The Coastside is a truly spectacular place, except for one thing … the traffic! The same can be said of the Peninsula in general: It’s a great place to live and visit, but the traffic is beyond horrible.

So what’s to be done about this traffic mess? The fact is, we know there is no single solution. But we also know that better, much better, public transportation is an essential part of the answer.

San Mateo County and the entire Bay Area are experiencing one of the greatest economic expansions in at least a generation. With this economic growth, San Mateo County’s roads have become more congested than ever and our mass transit systems are under tremendous stress. Costly, maddening delays are the weekday norm now on the bayside as people struggle to get to work and go about their daily business. On weekends, sunny days and during pumpkin season this maddening gridlock migrates to the coast as people pile in their cars and head to the beach.

As cities on the bayside add more density, planners are turning to transit-oriented developments to create both new housing options and to get people out of their cars and off clogged freeways. Public transportation ridership is a self-fulfilling prophecy. Generally speaking, the more people ride, the stronger the case for more public investment of funds in the public transit systems, and the better the system becomes.

Here on the Coastside, the conditions and requirements are very different. First, we simply don’t have the population density to make traditional types of public transportation cost-effective. At off-peak times, it’s hard to fill buses.

Second, we need services that residents will use to get to and from work during the week and we need services that visitors will use to get to and from the coast on the weekend. And everybody needs to be able to travel north and south.
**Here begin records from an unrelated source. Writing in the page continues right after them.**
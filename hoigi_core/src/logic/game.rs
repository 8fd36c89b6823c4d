use crate::engine::Move;
use crate::logic::board::{Board, Team};
use crate::logic::rules::{KingCapture, MoveError, WinnerCheck};
use crate::logic::transcript::{self, TranscriptError};
use serde::{Deserialize, Serialize};
use thiserror::Error;

#[derive(Debug, Clone, Copy, PartialEq, Eq, Serialize, Deserialize)]
pub enum GameStatus {
    Playing,
    Won(Team),
    /// The named side is to move and has no legal move. No winner is declared.
    Stalemate(Team),
}

#[derive(Debug, Error)]
pub enum ReplayError {
    #[error(transparent)]
    Transcript(#[from] TranscriptError),
    #[error("move {index} rejected: {source}")]
    Move { index: usize, source: MoveError },
}

#[derive(Debug, Clone, PartialEq, Serialize, Deserialize)]
pub struct GameState {
    pub board: Board,
    pub status: GameStatus,
}

impl Default for GameState {
    fn default() -> Self {
        Self::new()
    }
}

impl GameState {
    #[must_use]
    pub fn new() -> Self {
        Self::from_board(Board::new())
    }

    #[must_use]
    pub const fn from_board(board: Board) -> Self {
        Self {
            board,
            status: GameStatus::Playing,
        }
    }

    pub const fn turn(&self) -> Team {
        self.board.turn
    }

    pub const fn is_over(&self) -> bool {
        !matches!(self.status, GameStatus::Playing)
    }

    pub fn make_move(&mut self, mv: Move) -> Result<(), MoveError> {
        self.make_move_with(mv, &KingCapture)
    }

    /// Plays `mv` for the side to move and decides the outcome with `checker`.
    /// A side left without a legal move ends the game in stalemate unless `checker`
    /// names a winner. The state is unchanged on error.
    pub fn make_move_with<W: WinnerCheck>(&mut self, mv: Move, checker: &W) -> Result<(), MoveError> {
        if self.is_over() {
            return Err(MoveError::GameOver);
        }
        if mv.team != self.board.turn {
            return Err(MoveError::NotYourTurn(mv.team));
        }
        if !self.board.legal_moves(mv.team)?.contains(&mv) {
            return Err(MoveError::IllegalMove);
        }

        let mut next_board = self.board.clone();
        next_board.apply_move(&mv)?;

        let status = match checker.check_winner(&next_board) {
            Some(winner) => GameStatus::Won(winner),
            None if next_board.legal_moves(next_board.turn)?.is_empty() => {
                GameStatus::Stalemate(next_board.turn)
            }
            None => GameStatus::Playing,
        };

        self.board = next_board;
        self.status = status;
        match status {
            GameStatus::Won(winner) => {
                log::info!("{winner:?} wins after {} plies", self.board.history.len());
            }
            GameStatus::Stalemate(stuck) => {
                let plies = self.board.history.len();
                log::info!("{stuck:?} has no legal move after {plies} plies");
            }
            GameStatus::Playing => {}
        }
        Ok(())
    }

    /// Moves played so far, in transcript form.
    pub fn transcript(&self) -> String {
        transcript::encode(&self.board.history)
    }

    /// Replays a transcript from the opening position.
    pub fn replay(text: &str) -> Result<Self, ReplayError> {
        let moves = transcript::decode(text)?;
        let mut game = Self::new();
        for (index, mv) in moves.into_iter().enumerate() {
            game.make_move(mv)
                .map_err(|source| ReplayError::Move { index, source })?;
        }
        Ok(game)
    }
}

#[cfg(test)]
mod tests {
    use super::*;
    use crate::logic::board::{Piece, PieceKind, Position};

    fn pos(row: u8, col: u8, tier: u8) -> Position {
        Position::new(row, col, tier).unwrap()
    }

    fn pawn_push() -> Move {
        Move {
            team: Team::White,
            kind: PieceKind::Pawn,
            to: pos(5, 4, 2),
            from: pos(6, 4, 2),
            capture: false,
        }
    }

    #[test]
    fn test_make_move_switches_turn() {
        let mut game = GameState::new();
        game.make_move(pawn_push()).unwrap();
        assert_eq!(game.turn(), Team::Black);
        assert_eq!(game.status, GameStatus::Playing);
        assert_eq!(game.transcript(), "1,1,5,4,2,6,4,2,0");
    }

    #[test]
    fn test_rejects_wrong_turn_and_illegal_moves() {
        let mut game = GameState::new();

        let black = Move {
            team: Team::Black,
            kind: PieceKind::Pawn,
            to: pos(3, 4, 2),
            from: pos(2, 4, 2),
            capture: false,
        };
        assert_eq!(game.make_move(black), Err(MoveError::NotYourTurn(Team::Black)));

        let too_far = Move {
            to: pos(4, 4, 2),
            ..pawn_push()
        };
        assert_eq!(game.make_move(too_far), Err(MoveError::IllegalMove));
        assert_eq!(game, GameState::new());
    }

    #[test]
    fn test_king_capture_ends_game() {
        let mut board = Board::empty();
        board.place(pos(4, 4, 2), Piece::new(PieceKind::Cannon, Team::White));
        board.place(pos(8, 8, 2), Piece::new(PieceKind::King, Team::White));
        board.place(pos(4, 5, 2), Piece::new(PieceKind::King, Team::Black));
        let mut game = GameState::from_board(board);

        let capture = Move {
            team: Team::White,
            kind: PieceKind::Cannon,
            to: pos(4, 5, 2),
            from: pos(4, 4, 2),
            capture: true,
        };
        game.make_move(capture).unwrap();
        assert_eq!(game.status, GameStatus::Won(Team::White));
        assert!(game.is_over());

        let next = Move {
            team: Team::Black,
            kind: PieceKind::King,
            to: pos(0, 1, 2),
            from: pos(0, 0, 2),
            capture: false,
        };
        assert_eq!(game.make_move(next), Err(MoveError::GameOver));
    }

    #[test]
    fn test_side_without_moves_is_stalemate() {
        let mut board = Board::empty();
        board.place(pos(6, 0, 2), Piece::new(PieceKind::Pawn, Team::White));
        // A black pawn on white's back row has nowhere to go.
        board.place(pos(8, 8, 2), Piece::new(PieceKind::Pawn, Team::Black));
        let mut game = GameState::from_board(board);

        let push = Move {
            team: Team::White,
            kind: PieceKind::Pawn,
            to: pos(5, 0, 2),
            from: pos(6, 0, 2),
            capture: false,
        };
        game.make_move(push).unwrap();
        assert_eq!(game.status, GameStatus::Stalemate(Team::Black));
        assert!(game.is_over());
    }

    /// Picks the side that still has pieces, whatever the kings say.
    struct MostPieces;

    impl WinnerCheck for MostPieces {
        fn check_winner(&self, board: &Board) -> Option<Team> {
            let pieces = board.all_pieces();
            let white = pieces.iter().filter(|(p, _)| p.team == Team::White).count();
            let black = pieces.len() - white;
            match white.cmp(&black) {
                std::cmp::Ordering::Greater => Some(Team::White),
                std::cmp::Ordering::Less => Some(Team::Black),
                std::cmp::Ordering::Equal => None,
            }
        }
    }

    #[test]
    fn test_winner_check_decides_before_stalemate() {
        let mut board = Board::empty();
        board.place(pos(6, 0, 2), Piece::new(PieceKind::Pawn, Team::White));
        board.place(pos(6, 2, 2), Piece::new(PieceKind::Pawn, Team::White));
        board.place(pos(8, 8, 2), Piece::new(PieceKind::Pawn, Team::Black));
        let mut game = GameState::from_board(board);

        let push = Move {
            team: Team::White,
            kind: PieceKind::Pawn,
            to: pos(5, 0, 2),
            from: pos(6, 0, 2),
            capture: false,
        };
        game.make_move_with(push, &MostPieces).unwrap();
        assert_eq!(game.status, GameStatus::Won(Team::White));
    }

    #[test]
    fn test_replay_round_trip() {
        let mut game = GameState::new();
        game.make_move(pawn_push()).unwrap();
        let reply = game.board.legal_moves(Team::Black).unwrap()[0];
        game.make_move(reply).unwrap();

        let replayed = GameState::replay(&game.transcript()).unwrap();
        assert_eq!(replayed, game);
    }

    #[test]
    fn test_replay_reports_bad_move() {
        let err = GameState::replay("1,1,4,4,2,6,4,2,0").unwrap_err();
        assert!(matches!(
            err,
            ReplayError::Move {
                index: 0,
                source: MoveError::IllegalMove
            }
        ));

        let err = GameState::replay("1,1,4,4").unwrap_err();
        assert!(matches!(err, ReplayError::Transcript(_)));
    }
}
While the bayside is hustling to add density, Half Moon Bay and the Midcoast are struggling to limit density. Coastside communities have the dual job of safeguarding fragile coastal resources while ensuring that the coast is accessible to visitors from around the world. Building bigger roads and more infrastructure is not a viable option here, and will not effectively reduce traffic anyway. The bigger the roads get, the more traffic is attracted.

So, with limited density, our challenge is to convince people to get out of their cars and onto public transportation.

The good news is that SamTrans is all ears. SamTrans has listened to residents’ requests to make changes to transit service on the coast and the agency is preparing to launch a Coastside Transit Study. The study will critically assess the coast’s transit needs and will help SamTrans planners look creatively at ways to leverage new technology and out-of-the-box thinking to help alleviate the increasing congestion on coastal roads.

This is our opportunity to speak up for more effective and reliable public transportation on the coast. Let’s make our voices heard and let SamTrans know how public transit that serves the Coastside can work more efficiently.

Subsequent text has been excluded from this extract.